As in Slenk, there is evidence in the record weighing both for and against a finding that the alleged debt here was a "debt of a consumer to pay money arising out of a transaction in which the money, property, insurance, or services which are the subject of the transaction are primarily for personal, family, or household purposes." 15 U.S.C. § 1692a(5). To find otherwise would require the Court to weigh the scant evidence offered by Viking against the evidence indicating the debt was personal. As instructed by the Ninth Circuit in Slenk, when the objective facts, though undisputed, fall on both sides of a disputed issue, the court may not "weigh conflicting evidence for purposes of summary judgment," and the motion must be denied. Slenk, 236 F.3d at 1076.

2. Debt "Not In Default" When Assigned to Viking

Next, Viking contends it did not act as "debt collector" when it contacted DeNicolo because DeNicolo's account was not in default when obtained by Viking. The FDCPA was enacted with the intent "to eliminate abusive debt collection practices by debt collectors." 15 U.S.C. § 1692(e) (emphasis supplied). The FDCPA distinguishes "creditors" from "debt collectors," defining a "debt collector" as "any person who uses any instrumentality of interstate commerce or the mails in any business the principal purpose of which is the collection of any debts, or who regularly collects or attempts to collect, directly or indirectly, debts owed or due or asserted to be owed or due another." 15 U.S.C. § 1692a(6). The definition of "debt collector" excludes, among others:

any person collecting or attempting to collect any debt owed or due or asserted to be owed or due another to the extent such activity . . . (iii) concerns a debt which was not in default at the time it was obtained by such person. . . .
15 U.S.C. § 1692a(6)(F)(iii) (emphasis supplied).
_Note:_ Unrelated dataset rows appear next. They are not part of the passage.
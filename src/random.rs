//! Randomness consumed by deck shuffling.

use rand::Rng;

/// A source of uniform random indices.
///
/// Every [`rand::Rng`] is a `RandomSource`. Implement it directly to script
/// the shuffle, e.g. to keep a stacked deck in place.
pub trait RandomSource {
    /// Returns a uniformly distributed index in `0..=upper`.
    fn pick_index(&mut self, upper: usize) -> usize;
}

impl<R: Rng> RandomSource for R {
    fn pick_index(&mut self, upper: usize) -> usize {
        self.random_range(0..=upper)
    }
}
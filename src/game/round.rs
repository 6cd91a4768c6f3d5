use alloc::vec::Vec;
use tracing::{debug, info};

use crate::error::RoundError;
use crate::player::PlayerId;
use crate::random::RandomSource;
use crate::result::{Draw, RoundResult};

use super::Game;

/// Returns the first draw holding the highest strength.
fn winning_draw(draws: &[Draw]) -> Option<&Draw> {
    let mut best: Option<&Draw> = None;
    for draw in draws {
        if best.is_none_or(|leader| draw.strength > leader.strength) {
            best = Some(draw);
        }
    }
    best
}

impl<R: RandomSource> Game<R> {
    /// Plays one betting round.
    ///
    /// Every roster player whose funds cover the bet pays it up front and is
    /// dealt one card in ascending ID order. The highest card takes the pot;
    /// on equal strength the lowest ID wins. Afterwards every roster player
    /// with funds at or below zero is eliminated, and the deck is replaced
    /// with a fresh shuffled one if it can no longer serve the roster.
    ///
    /// # Errors
    ///
    /// Returns [`RoundError::GameOver`] if the game has finished, or
    /// [`RoundError::Deal`] if the deck ran out mid-round.
    pub fn play_round(&mut self) -> Result<RoundResult, RoundError> {
        if self.is_over() {
            return Err(RoundError::GameOver);
        }

        let round = self.rounds_played + 1;
        let bet = self.options.bet;

        let active: Vec<PlayerId> = self
            .roster
            .iter()
            .copied()
            .filter(|&id| self.players[Self::slot(id)].can_cover(bet))
            .collect();

        let mut reshuffled = self.replace_deck_if_short(active.len());
        self.deck.shuffle(&mut self.rng);

        for &id in &active {
            self.player_mut(id).place_bet(bet);
        }

        let mut draws = Vec::with_capacity(active.len());
        for &id in &active {
            let card = self.deck.deal()?;
            self.player_mut(id).receive_card(card);
            debug!(round, player = id, card = %card, "dealt");
            draws.push(Draw {
                player_id: id,
                card,
                strength: card.strength(),
            });
        }

        let winner = winning_draw(&draws).map(|draw| draw.player_id);
        let pot = match winner {
            Some(id) => {
                let pot = bet * active.len() as i64;
                self.player_mut(id).win_pot(pot);
                pot
            }
            None => 0,
        };

        let mut eliminated = Vec::new();
        let players = &self.players;
        self.roster.retain(|&id| {
            let broke = players[Self::slot(id)].is_broke();
            if broke {
                eliminated.push(id);
            }
            !broke
        });

        self.rounds_played = round;
        if self.replace_deck_if_short(self.roster.len()) {
            self.deck.shuffle(&mut self.rng);
            reshuffled = true;
        }

        info!(
            round,
            active = active.len(),
            winner = ?winner,
            pot,
            eliminated = eliminated.len(),
            "round settled"
        );
        for &id in &eliminated {
            info!(round, player = id, "player eliminated");
        }

        Ok(RoundResult {
            round,
            bet,
            pot,
            draws,
            winner,
            eliminated,
            reshuffled,
            standings: self.standings(),
        })
    }
}
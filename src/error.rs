//! Error types for game operations.

use thiserror::Error;

use crate::card::Card;

/// Errors raised when game options are not usable.
#[derive(Debug, Clone, Copy, PartialEq, Eq, Error)]
pub enum ConfigError {
    /// The game needs at least one player.
    #[error("the game needs at least one player")]
    NoPlayers,
    /// More players than a single deck can serve in one round.
    #[error("at most {max} players fit a single deck, got {got}")]
    TooManyPlayers {
        /// Largest supported player count.
        max: usize,
        /// Requested player count.
        got: usize,
    },
    /// The game needs at least one round.
    #[error("the game needs at least one round")]
    NoRounds,
    /// Starting funds are negative.
    #[error("starting funds cannot be negative")]
    NegativeFunds,
    /// The funds of the whole table do not fit in an `i64`.
    #[error("starting funds are too large for {players} players")]
    FundsOverflow {
        /// Requested player count.
        players: u8,
    },
    /// Bet amount is zero or negative.
    #[error("bet amount must be positive")]
    ZeroBet,
    /// A configuration value could not be parsed as a number.
    #[error("{field} is not a valid number")]
    NotANumber {
        /// Name of the offending field.
        field: &'static str,
    },
}

/// Errors that can occur during dealing.
#[derive(Debug, Clone, Copy, PartialEq, Eq, Error)]
pub enum DealError {
    /// No cards left in the deck.
    #[error("no cards left in the deck")]
    EmptyDeck,
}

/// Errors that can occur when building a deck from explicit cards.
#[derive(Debug, Clone, Copy, PartialEq, Eq, Error)]
pub enum DeckError {
    /// The same card appears more than once.
    #[error("duplicate card in deck: {0}")]
    DuplicateCard(Card),
}

/// Errors that can occur while playing a round.
#[derive(Debug, Clone, Copy, PartialEq, Eq, Error)]
pub enum RoundError {
    /// All rounds have been played or every player is eliminated.
    #[error("the game is over")]
    GameOver,
    /// The deck ran dry mid-round.
    #[error(transparent)]
    Deal(#[from] DealError),
}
Here, Viking contends that the debt at issue was not "in default" at the time it was transferred from Hertz to Viking. "Although the [FDCPA] does not define 'in default,' courts interpreting [section] 1692a(6)(F)(iii) look to any underlying contracts and applicable law governing the debt at issue." De Dios v. Int'l Realty & Invs., 641 F.3d 1071, 1074 (9th Cir. 2011). "Whether a debt is in default is generally controlled by the terms of the contract creating the indebtedness and applicable state law." Id. (emphasis supplied, quoting Fed. Trade Comm'n, Advisory Op. n. 2 (April 25, 1989)). Where there is no clear contractual provision explaining when a debt goes into default and no applicable state law, the court is left to apply a "case-by-case approach." Mavris v. RSI Enterprises Inc., 86 F.Supp.3d 1079, 1084 (D. Ariz. 2015) (citing Natividad v. Wells Fargo Bank, N.A., No. 3:12-CV-03646 JSC, 2013 WL 2299601, at *4 (N.D. Cal. May 24, 2013); and De Dios, 641 F.3d at 1075 n.3). For example, in De Dios, the Ninth Circuit examined the terms of a stipulated forbearance agreement to determine whether the debt was considered in default at the time a property management agent, retained to collect rents, demanded payment. The court concluded that the agent's collection of overdue rents was not collection on a debt "in default" because the "property management agent obtained the right to collect rents on the landlord's behalf before the rent became due." De Dios, 641 F.3d at 1075.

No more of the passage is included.